Sonny gently moved her aside so he could get into the apartment. It was like walking into a desert, dry and hot. “Wh
ere’s your car, Mom?”
She shrugged, then started to dead-bolt the door. The room smelled like the stale air inside a basketball, but with a trace of tobacco. The Road Runner and Wile E. Coyote carried on their endless chase on the tiny TV in the living room. Sonny turned down the volume and adjusted the antenna. He passed his hand over the electric heat register under the apartment’s single front window. It was blowing hard. The thermostat needle was pegged at 85.
“Did you loan your car to Mr. Balkin again?”
“Can I get you some Gatorade? I still have Gatorade. I like the strawberry kind.”
Sonny put his hand on her shoulder, but she wouldn’t look at him. “Mom, does Mr. Balkin have your car again?”
“He’s a nice man. You know him, don’t you? Lives over in C? Longish hair? Very nice, really. Helps me out with things. He changed one of those fluorescent bulbs in the kitchen the other day just because I asked him.”
Real nice man, Sonny thought. Borrowed her car for an afternoon last month and kept it two weeks. Brought it back, no apologies, with an empty tank and a crushed left taillight. He didn’t admit it happened during one of his low-grade parking-lot drug deals until Sonny threatened to call the cops, and only then did he peel off five twenties to pay for it. Sonny used the money for her groceries and put that month’s disability check into her bank account.

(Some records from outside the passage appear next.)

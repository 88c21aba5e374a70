//! Handlers for the three UDP tracker requests.
//!
//! A handler returns `Some(response)` or, for anything that must be dropped
//! (malformed frame, unknown action, bad cookie), `None` after bumping the
//! `errors` counter. Dropping without a reply keeps the tracker useless as a
//! reflection amplifier: an unverified source never receives more bytes than
//! it sent.
use std::net::SocketAddrV4;

use log::debug;
use rand::Rng;

use super::connection_cookie::ConnectionCookie;
use super::error::Error;
use super::request::{AnnounceRequest, ConnectRequest, Request, ScrapeRequest};
use super::response::{
    AnnounceResponse, ConnectResponse, Response, ResponsePeer, ScrapeResponse, TorrentScrapeStatistics,
};
use super::PROTOCOL_ID;
use crate::core::peer::Peer;
use crate::core::Tracker;
use crate::shared::clock;

/// Spread applied to the base announce interval, in seconds. Replies carry a
/// uniform draw from `[base - 120, base + 120]` so that a burst of new peers
/// does not come back in one burst forever.
const INTERVAL_JITTER: u32 = 120;

/// Decodes and dispatches one datagram. Returns the response to send back,
/// or `None` when the datagram is dropped.
pub fn handle_packet(payload: &[u8], remote_addr: SocketAddrV4, tracker: &Tracker, cookie: &ConnectionCookie) -> Option<Response> {
    match Request::from_bytes(payload, tracker.policy().max_scrape_responses) {
        Ok(Request::Connect(r)) => handle_connect(remote_addr, &r, tracker, cookie),
        Ok(Request::Announce(r)) => handle_announce(remote_addr, &r, tracker, cookie),
        Ok(Request::Scrape(r)) => handle_scrape(remote_addr, &r, tracker, cookie),
        Err(reason) => drop_request(&reason, remote_addr, tracker),
    }
}

/// The one exit for every rejected datagram: count it, log why, send
/// nothing.
fn drop_request(reason: &Error, remote_addr: SocketAddrV4, tracker: &Tracker) -> Option<Response> {
    debug!("dropping datagram from {remote_addr}: {reason}");
    tracker.stats.increase_errors();
    None
}

fn handle_connect(
    remote_addr: SocketAddrV4,
    request: &ConnectRequest,
    tracker: &Tracker,
    cookie: &ConnectionCookie,
) -> Option<Response> {
    if request.connection_id != PROTOCOL_ID {
        return drop_request(&Error::BadCookie, remote_addr, tracker);
    }

    tracker.stats.increase_connects();

    Some(
        ConnectResponse {
            transaction_id: request.transaction_id,
            connection_id: cookie.mint(&remote_addr),
        }
        .into(),
    )
}

fn handle_announce(
    remote_addr: SocketAddrV4,
    request: &AnnounceRequest,
    tracker: &Tracker,
    cookie: &ConnectionCookie,
) -> Option<Response> {
    if !cookie.verify(request.connection_id, &remote_addr) {
        return drop_request(&Error::BadCookie, remote_addr, tracker);
    }

    // A client may only announce under a different address than the one it
    // sent from when the operator opted into that (it enables spoofing).
    let ip = match request.ip_address {
        Some(ip) if tracker.allow_alternate_ip() => ip,
        _ => *remote_addr.ip(),
    };

    let peer = Peer {
        peer_id: request.peer_id,
        addr: SocketAddrV4::new(ip, request.port),
        updated: clock::now(),
        left: request.bytes_left,
    };

    let data = tracker.announce(&request.info_hash, &peer, request.event, request.peers_wanted);

    tracker.stats.increase_announces();

    Some(
        AnnounceResponse {
            transaction_id: request.transaction_id,
            interval: announce_interval(tracker.policy().announce_interval),
            leechers: data.stats.incomplete,
            seeders: data.stats.complete,
            peers: data.peers.into_iter().map(ResponsePeer::from).collect(),
        }
        .into(),
    )
}

fn handle_scrape(
    remote_addr: SocketAddrV4,
    request: &ScrapeRequest,
    tracker: &Tracker,
    cookie: &ConnectionCookie,
) -> Option<Response> {
    if !cookie.verify(request.connection_id, &remote_addr) {
        return drop_request(&Error::BadCookie, remote_addr, tracker);
    }

    let data = tracker.scrape(&request.info_hashes);

    tracker.stats.increase_scrapes();

    Some(
        ScrapeResponse {
            transaction_id: request.transaction_id,
            torrent_stats: data
                .files
                .iter()
                .map(|stats| TorrentScrapeStatistics {
                    seeders: stats.complete,
                    completed: stats.downloaded,
                    leechers: stats.incomplete,
                })
                .collect(),
        }
        .into(),
    )
}

fn announce_interval(base: u32) -> u32 {
    rand::thread_rng().gen_range(base.saturating_sub(INTERVAL_JITTER)..=base + INTERVAL_JITTER)
}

Seeing her treated like a doormat still bothered him, but it had been that way as long as Sonny could remember. She seemed to bring out the worst in people who prey on the weak, people like his dad. At the end, he was such a bastard. Sonny flashed on a scene: A Sunday afternoon. Summer. The Jancey Street house. He and his brother sitting, bruised and crying, in the window seat of an upstairs bedroom. All they’d done was ask him for another dog, but he’d been drinking and it set him off. When he was done with them he turned, as usual, on their mother. From above, they watched the torture carry into the front yard. His father’s twisted laugh. The neighbors’ dumbstruck faces. Their mother on all fours, still in her nightgown, barking each time his bare foot landed on her rump.